Together with other formal questions on compositionality, the extension problem is also discussed by Sandu in Chapter 12. Sandu begins with a number of equivalent formulations of the principle of compositionality and critically reviews a number of formal triviality results associated with it. The chapter then focuses on the relation of the principle of compositionality to the Principle of Contextuality before presenting a number of compatibility and incompatibility results. The former, for example, show how one can devise a compositional interpretation that agrees with assumed facts about the meanings of complex noun phrases. He illustrates this strategy with problem cases such as the extensions of combinations with non-intersecting adjectives like ‘big’ (see also Récanati’s contribution to this Handbook) or the prototypes of certain noun— noun compositions like ‘pet fish’ (see also Prinz’s and Wisnewski’s contributions). The incompatibility results turn on the question of whether the principle of compositionality is consistent with other semantic principles. The sling shot argument (Gödel, 1944; Davidson, 1984; Neale, 1995), for example, purports to show that compositionality (p. 8) conflicts with the assumption that two sentences, though both true, may well denote distinct facts. In the case of Independent Friendly Logics (Hintikka and Sandu, 1997), it can be shown that compositionality and the semantic assumption that every formula is associated with a set of assignments cannot be reconciled. Finally, Sandu considers the question of equivalent compositional interpretations in the context of the debate between Lewis (1980) and Stalnaker (1999) on the problem of indexicals.

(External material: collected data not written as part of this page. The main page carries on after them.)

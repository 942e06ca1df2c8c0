//! Authenticated key wrap used for every secret the two sides exchange.
//!
//! Layout on the wire is `AES-128-CBC(data || tag8) || iv` with PKCS#7
//! padding, where `tag8` is the first eight bytes of `HMAC-SHA256(authKey,
//! data)`. The IV trails the ciphertext.

use crate::keys::SessionKeys;
use aes::cipher::{block_padding::Pkcs7, BlockDecryptMut, BlockEncryptMut, KeyIvInit};
use aes::Aes128;
use dpt_core::error::{CryptoError, Error, Result};
use hmac::{Hmac, Mac};
use rand::rngs::OsRng;
use rand::RngCore;
use sha2::Sha256;
use subtle::ConstantTimeEq;
use zeroize::Zeroizing;

type Aes128CbcEnc = cbc::Encryptor<Aes128>;
type Aes128CbcDec = cbc::Decryptor<Aes128>;

/// AES block and IV length.
pub const IV_LEN: usize = 16;

/// Length of the truncated integrity tag.
pub const WRAP_TAG_LEN: usize = 8;

/// Wrap `data` under a fresh random IV.
pub fn wrap(data: &[u8], keys: &SessionKeys) -> Result<Vec<u8>> {
    let mut iv = [0u8; IV_LEN];
    OsRng.fill_bytes(&mut iv);
    wrap_with_iv(data, keys, &iv)
}

/// Wrap `data` with a caller-chosen IV.
pub(crate) fn wrap_with_iv(data: &[u8], keys: &SessionKeys, iv: &[u8; IV_LEN]) -> Result<Vec<u8>> {
    let mut plaintext = Zeroizing::new(Vec::with_capacity(data.len() + WRAP_TAG_LEN));
    plaintext.extend_from_slice(data);
    plaintext.extend_from_slice(&wrap_tag(keys.auth_key(), data));

    let cipher = Aes128CbcEnc::new_from_slices(keys.key_wrap_key(), iv)
        .map_err(|e| CryptoError::Encryption(format!("Invalid key or IV: {}", e)))?;

    let mut blob = cipher.encrypt_padded_vec_mut::<Pkcs7>(&plaintext);
    blob.extend_from_slice(iv);
    Ok(blob)
}

/// Reverse [`wrap`].
///
/// Any failure past key setup (short blob, bad padding, tag mismatch) is
/// reported as [`Error::IntegrityCheckFailed`] so callers cannot tell them
/// apart.
pub fn unwrap(blob: &[u8], keys: &SessionKeys) -> Result<Zeroizing<Vec<u8>>> {
    if blob.len() < 2 * IV_LEN || blob.len() % IV_LEN != 0 {
        return Err(Error::IntegrityCheckFailed);
    }
    let (ciphertext, iv) = blob.split_at(blob.len() - IV_LEN);

    let cipher = Aes128CbcDec::new_from_slices(keys.key_wrap_key(), iv)
        .map_err(|e| CryptoError::Encryption(format!("Invalid key or IV: {}", e)))?;

    let mut plaintext = Zeroizing::new(
        cipher
            .decrypt_padded_vec_mut::<Pkcs7>(ciphertext)
            .map_err(|_| Error::IntegrityCheckFailed)?,
    );
    if plaintext.len() < WRAP_TAG_LEN {
        return Err(Error::IntegrityCheckFailed);
    }

    let data_len = plaintext.len() - WRAP_TAG_LEN;
    let expected = wrap_tag(keys.auth_key(), &plaintext[..data_len]);
    if !bool::from(expected.ct_eq(&plaintext[data_len..])) {
        return Err(Error::IntegrityCheckFailed);
    }

    plaintext.truncate(data_len);
    Ok(plaintext)
}

fn wrap_tag(auth_key: &[u8], data: &[u8]) -> [u8; WRAP_TAG_LEN] {
    let mut mac = Hmac::<Sha256>::new_from_slice(auth_key).expect("HMAC can take key of any size");
    mac.update(data);
    let full = mac.finalize().into_bytes();
    let mut tag = [0u8; WRAP_TAG_LEN];
    tag.copy_from_slice(&full[..WRAP_TAG_LEN]);
    tag
}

In Chapter 13, Fernando extends the notion of compositionality beyond the sentence level and applies it to discourses. At the level of discourses, compositionality seems in tension with the idea that the meaning of a sentence is intimately related, if not identical, to its truth-conditions. If one substitutes truth-conditionally equivalent sentences in a discourse, the referents of anaphors may change or get lost. This would result in a change of the meaning of the discourse even though compositionality grants that synonymous sentences should be substitutable salva significatione. Anaphor resolution is not the only problem in the attempt to give a compositional semantics for discourses. Discourses also create a new kind of ambiguity that is neither lexical nor syntactic: A sequence of two or more sentences may, for example, be interpreted as a temporal succession or a causal explanation. Fernando gives an overview of a number of formal-semantic theories for discourses and proposes to shift from a model-theoretic treatment of Discourse Representation Theory (DRT, Kamp and Reyle, 1993) to a proof-theoretic account.
4 Lexical Decomposition
Although compositionality as understood in most formal-semantic approaches concerns the contribution of words and syntactic constituents to the determination of the meaning of a complex expression, there is also a question about the determination of the meanings of the lexical constituents themselves. Since Generative Semantics in the early 1970s (Lakoff, 1970; McCawley, 1971; Ross, 1972), many theories have proposed that words such as ‘kill’ are internally complex, and that their relations to other words such as the relation of ‘kill’ to ‘dead’, depends on the internal structure of these words. According to these theories, most lexical items and particularly verbs are decomposed both syntactically and semantically. The lexical atomism of Fodor (1970) and Fodor and Lepore (2002) famously contradicts this idea, yet this part of this Handbook shows that variants of the original decompositional position are very much alive.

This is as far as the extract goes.